Значение поступка Шведской академии состоит в том, что, избрав лауреатом писателя-изгнанника, она не просто выразила поддержку целой группе людей в трудный исторический период, пожелавших сохранить тот образ мысли, который не позволил им остаться в родной стране, а утвердила право на свободу такого выбора, свободу мысли и совести.
Так, для Бунина самое ценное — это не великое, но канувшее прошлое, а свобода. Это слово становится первым в нашем сюжете нобелевских речей.
Русская общественность и награждение Бунина
В 1933 году литературный критик, член Шведской академии А. Эстерлинг написал в газете «Svenska Dagbladet» на присуждение премии И. А. Бунину: «В этом году Нобелевская премия по литературе впервые присуждена русскому писателю. Из упреков, неизбежно следующих за присуждением такого рода премий, наиболее часты упреки в пренебрежении русской литературой. Уже в 1901 году, когда премия по литературе присуждалась впервые, поднялось бурное общественное мнение в пользу великого Толстого, которого вполне обоснованно считали бесспорным кандидатом. К большому сожалению, это не помогло»[81]. Эстерлинг также упомянул и Чехова как достойнейшего кандидата на премию.
Для русских эмигрантов награждение Бунина стало значительным событием, которое вызвало противоречивые реакции. Шмелёв в своей речи сказал: «Комитетом при Шведской академии наук впервые за 33 года отмечен признанием русский писатель И. А. Бунин. Это творческая его победа, во славу родной литературы, во имя русское. Это признание утверждается определенным актом, и об этом оповещается мир. Событие знаменательное. Признан миром русский писатель и этим признана и русская литература, ибо Бунин — от ее духа-плоти; и этим духовно признана и Россия, подлинная Россия… <…> Наша великая литература, рожденная народом русским, породила нашего славного писателя, ныне нами приветствуемого, — И. А. Бунина. Он вышел из русских недр, он кровно-духовно связан с родимой землей и родимым небом, с природой русской, — с просторами, с полями, далями, с русским солнцем и вольным ветром, с снегами и бездорожьем, с курными избами и барскими усадьбами, с сухими и звонкими проселками, с солнечными дождями, с бурями, с яблочными садами, с ригами, с грозами… — со всей красотой и богатством родной земли. <…> Через нашу литературу, рожденную Россией, через Россией рожденного Бунина признается миром сама Россия, запечатленная в “письменах”»[82].
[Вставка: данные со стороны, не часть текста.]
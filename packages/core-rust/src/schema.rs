use std::cmp::Ordering;
use std::collections::BTreeMap;

use serde::{Deserialize, Serialize};

use crate::messages::base::{PredicateNode, PredicateOp};
use crate::types::Value;

/// Schema definition for a map: field names, required-ness, and a version
/// for migration compatibility checks.
#[derive(Debug, Clone, Serialize, Deserialize)]
pub struct MapSchema {
    /// Schema version for migrations and compatibility checks.
    pub version: u32,
    /// Field definitions that comprise this map's schema.
    pub fields: Vec<FieldDef>,
}

impl MapSchema {
    /// Validates a record's fields against this schema, collecting every
    /// violation rather than failing on the first.
    #[must_use]
    pub fn validate(&self, record: &BTreeMap<String, Value>) -> ValidationResult {
        let mut errors = Vec::new();
        for field in &self.fields {
            if field.required && !record.contains_key(&field.name) {
                errors.push(format!("missing required field `{}`", field.name));
            }
        }
        if errors.is_empty() {
            ValidationResult::Valid
        } else {
            ValidationResult::Invalid { errors }
        }
    }
}

/// Single field definition within a schema.
#[derive(Debug, Clone, Serialize, Deserialize)]
pub struct FieldDef {
    /// Name of the field.
    pub name: String,
    /// Whether the field must be present in every record.
    pub required: bool,
}

/// Result of validating a value against a schema.
#[derive(Debug, Clone)]
pub enum ValidationResult {
    /// The value conforms to the schema.
    Valid,
    /// The value violates one or more schema constraints.
    Invalid {
        /// Human-readable descriptions of each validation failure.
        errors: Vec<String>,
    },
}

/// Row-level filter predicate for sync shapes, sharing its expression tree
/// with the client query predicate ([`PredicateNode`]) so the same filter
/// language covers both continuous queries and partial replication.
#[derive(Debug, Clone, Serialize, Deserialize)]
pub struct Predicate {
    pub root: PredicateNode,
}

impl Predicate {
    #[must_use]
    pub fn new(root: PredicateNode) -> Self {
        Self { root }
    }

    /// Evaluates this predicate against a record's fields.
    ///
    /// Missing attributes and type mismatches evaluate to `false` rather
    /// than erroring, consistent with SQL `NULL`-comparison semantics.
    #[must_use]
    pub fn matches(&self, record: &BTreeMap<String, Value>) -> bool {
        eval(&self.root, record)
    }
}

fn eval(node: &PredicateNode, record: &BTreeMap<String, Value>) -> bool {
    match node.op {
        PredicateOp::And => node
            .children
            .as_deref()
            .unwrap_or_default()
            .iter()
            .all(|child| eval(child, record)),
        PredicateOp::Or => node
            .children
            .as_deref()
            .unwrap_or_default()
            .iter()
            .any(|child| eval(child, record)),
        PredicateOp::Not => node
            .children
            .as_deref()
            .and_then(|children| children.first())
            .is_some_and(|child| !eval(child, record)),
        _ => {
            let Some(attribute) = node.attribute.as_ref() else {
                return false;
            };
            let Some(actual) = record.get(attribute) else {
                return false;
            };
            let Some(expected) = node.value.as_ref() else {
                return false;
            };
            eval_leaf(node.op.clone(), actual, expected)
        }
    }
}

fn eval_leaf(op: PredicateOp, actual: &Value, expected: &rmpv::Value) -> bool {
    match op {
        PredicateOp::Eq => values_equal(actual, expected),
        PredicateOp::Neq => !values_equal(actual, expected),
        PredicateOp::Gt => compare_numeric(actual, expected) == Some(Ordering::Greater),
        PredicateOp::Gte => matches!(
            compare_numeric(actual, expected),
            Some(Ordering::Greater | Ordering::Equal)
        ),
        PredicateOp::Lt => compare_numeric(actual, expected) == Some(Ordering::Less),
        PredicateOp::Lte => matches!(
            compare_numeric(actual, expected),
            Some(Ordering::Less | Ordering::Equal)
        ),
        PredicateOp::Like => match (actual, expected.as_str()) {
            (Value::String(s), Some(pattern)) => like_match(s, pattern),
            _ => false,
        },
        PredicateOp::Regex => match (actual, expected.as_str()) {
            (Value::String(s), Some(pattern)) => {
                regex::Regex::new(pattern).is_ok_and(|re| re.is_match(s))
            }
            _ => false,
        },
        PredicateOp::And | PredicateOp::Or | PredicateOp::Not => {
            unreachable!("boolean operators are handled in eval(), not eval_leaf()")
        }
    }
}

fn values_equal(actual: &Value, expected: &rmpv::Value) -> bool {
    match (actual, expected) {
        (Value::Null, rmpv::Value::Nil) => true,
        (Value::Bool(a), rmpv::Value::Boolean(b)) => a == b,
        (Value::Int(a), rmpv::Value::Integer(b)) => b.as_i64().is_some_and(|b| *a == b),
        (Value::Float(a), rmpv::Value::F64(b)) => a == b,
        (Value::String(a), rmpv::Value::String(b)) => b.as_str() == Some(a.as_str()),
        (Value::Bytes(a), rmpv::Value::Binary(b)) => a == b,
        _ => false,
    }
}

fn compare_numeric(actual: &Value, expected: &rmpv::Value) -> Option<Ordering> {
    let actual = match actual {
        Value::Int(i) => *i as f64,
        Value::Float(f) => *f,
        _ => return None,
    };
    let expected = expected.as_f64()?;
    actual.partial_cmp(&expected)
}

/// Minimal SQL `LIKE` matcher: `%` matches any run of characters, `_`
/// matches exactly one.
fn like_match(value: &str, pattern: &str) -> bool {
    fn matches(value: &[char], pattern: &[char]) -> bool {
        match pattern.first() {
            None => value.is_empty(),
            Some('%') => {
                matches(value, &pattern[1..])
                    || (!value.is_empty() && matches(&value[1..], pattern))
            }
            Some('_') => !value.is_empty() && matches(&value[1..], &pattern[1..]),
            Some(c) => value.first() == Some(c) && matches(&value[1..], &pattern[1..]),
        }
    }
    let value: Vec<char> = value.chars().collect();
    let pattern: Vec<char> = pattern.chars().collect();
    matches(&value, &pattern)
}

/// Defines what subset of a map's data a client receives.
/// Used for partial replication (shapes).
#[derive(Debug, Clone, Serialize, Deserialize)]
pub struct SyncShape {
    /// Name of the map this shape applies to.
    pub map_name: String,
    /// Optional row-level filter to restrict which records are synced.
    pub filter: Option<Predicate>,
    /// Optional column projection to restrict which fields are synced.
    pub fields: Option<Vec<String>>,
    /// Optional maximum number of records to sync.
    pub limit: Option<usize>,
}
Редакция «Современных записок», публиковавшая многие произведения Бунина («Митина любовь», «Жизнь Арсеньева», «Дело корнета Елагина», «Солнечный удар» и другие), поздравляя лауреата, писала: «Присуждение Нобелевской премии Ивану Алексеевичу Бунину было воспринято русской эмиграцией как праздник и великая радость. Торжественное увенчание творчества писателя-эмигранта подтвердило перед лицом всего мира, что нам есть за что бороться, во имя чего не примиряться с теми, кто искажает образ России. Это — признание ценности свободного эмигрантского слова»[83].
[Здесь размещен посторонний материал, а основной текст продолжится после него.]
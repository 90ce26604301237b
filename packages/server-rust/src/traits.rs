use std::sync::Arc;

use async_trait::async_trait;
use topgun_core::{
    CrdtMap, MapSchema, MapType, RequestContext, StorageValue, SyncShape, ValidationResult, Value,
};

/// Pluggable persistence backend for the server.
/// Implementations: `PostgreSQL`, `SQLite`, S3 (future), memory (tests).
#[async_trait]
pub trait ServerStorage: Send + Sync {
    /// Load a single record by map name and key.
    async fn load(&self, map: &str, key: &str) -> anyhow::Result<Option<StorageValue>>;

    /// Load multiple records by map name and a set of keys.
    async fn load_all(
        &self,
        map: &str,
        keys: &[String],
    ) -> anyhow::Result<Vec<(String, StorageValue)>>;

    /// Load all keys present in the given map.
    async fn load_all_keys(&self, map: &str) -> anyhow::Result<Vec<String>>;

    /// Store a single record.
    async fn store(&self, map: &str, key: &str, value: &StorageValue) -> anyhow::Result<()>;

    /// Store multiple records in a single batch.
    async fn store_all(
        &self,
        map: &str,
        records: &[(String, StorageValue)],
    ) -> anyhow::Result<()>;

    /// Delete a single record by map name and key.
    async fn delete(&self, map: &str, key: &str) -> anyhow::Result<()>;

    /// Delete multiple records by map name and a set of keys.
    async fn delete_all(&self, map: &str, keys: &[String]) -> anyhow::Result<()>;

    /// One-time initialization (e.g., create tables, run migrations).
    async fn initialize(&self) -> anyhow::Result<()>;

    /// Release resources and close connections.
    async fn close(&self) -> anyhow::Result<()>;
}

/// Async map access with tiered storage awareness.
/// Abstracts whether a map is in memory, being loaded from disk, or evicted.
#[async_trait]
pub trait MapProvider: Send + Sync {
    /// Get a map if it is currently loaded in memory.
    async fn get_map(&self, name: &str) -> Option<Arc<CrdtMap>>;

    /// Get a map, loading it from storage if necessary.
    async fn get_or_load_map(
        &self,
        name: &str,
        type_hint: MapType,
    ) -> anyhow::Result<Arc<CrdtMap>>;

    /// Check whether a map is currently loaded in memory (non-blocking).
    fn has_map(&self, name: &str) -> bool;
}

/// Schema validation and partial replication shape computation.
/// Controls what data clients receive and validates writes against schemas.
#[async_trait]
pub trait SchemaProvider: Send + Sync {
    /// Retrieve the schema for a given map, if one has been registered.
    async fn get_schema(&self, map_name: &str) -> Option<MapSchema>;

    /// Register a schema for a map. Overwrites any existing schema.
    async fn register_schema(&self, map_name: &str, schema: MapSchema) -> anyhow::Result<()>;

    /// Synchronously validate a value against the map's schema.
    fn validate(&self, map_name: &str, value: &Value) -> ValidationResult;

    /// Compute the sync shape for a client given their request context.
    /// Returns `None` if the client has no access or no shape is configured.
    async fn get_shape(
        &self,
        map_name: &str,
        client_ctx: &RequestContext,
    ) -> Option<SyncShape>;
}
Писатель Б. К. Зайцев также вспоминал: «…мы были какие-то последние люди там, эмигранты, и вдруг писателю-эмигранту присудили международную премию! Русскому писателю!.. И присудили не за какие-то там политические писания, а все-таки за художественное…»[84].
Но не все эмигранты одобрили награждение Бунина. Так, М. И. Цветаева указывала, что «Горький — эпоха, а Бунин — конец эпохи. Но — так как это политика, так как король Швеции не может нацепить ордена коммунисту Горькому…»[85]. В унисон Цветаевой награждение Бунина прокомментировал и А. Н. Толстой: «Я прочел три последних книги Бунина — два сборника мелких рассказов и роман “Жизнь Арсеньева”. Я был удручен глубоким и безнадежным падением этого мастера… его творчество становится пустой оболочкой, где ничего нет, кроме сожалений о прошлом и мизантропии»[86].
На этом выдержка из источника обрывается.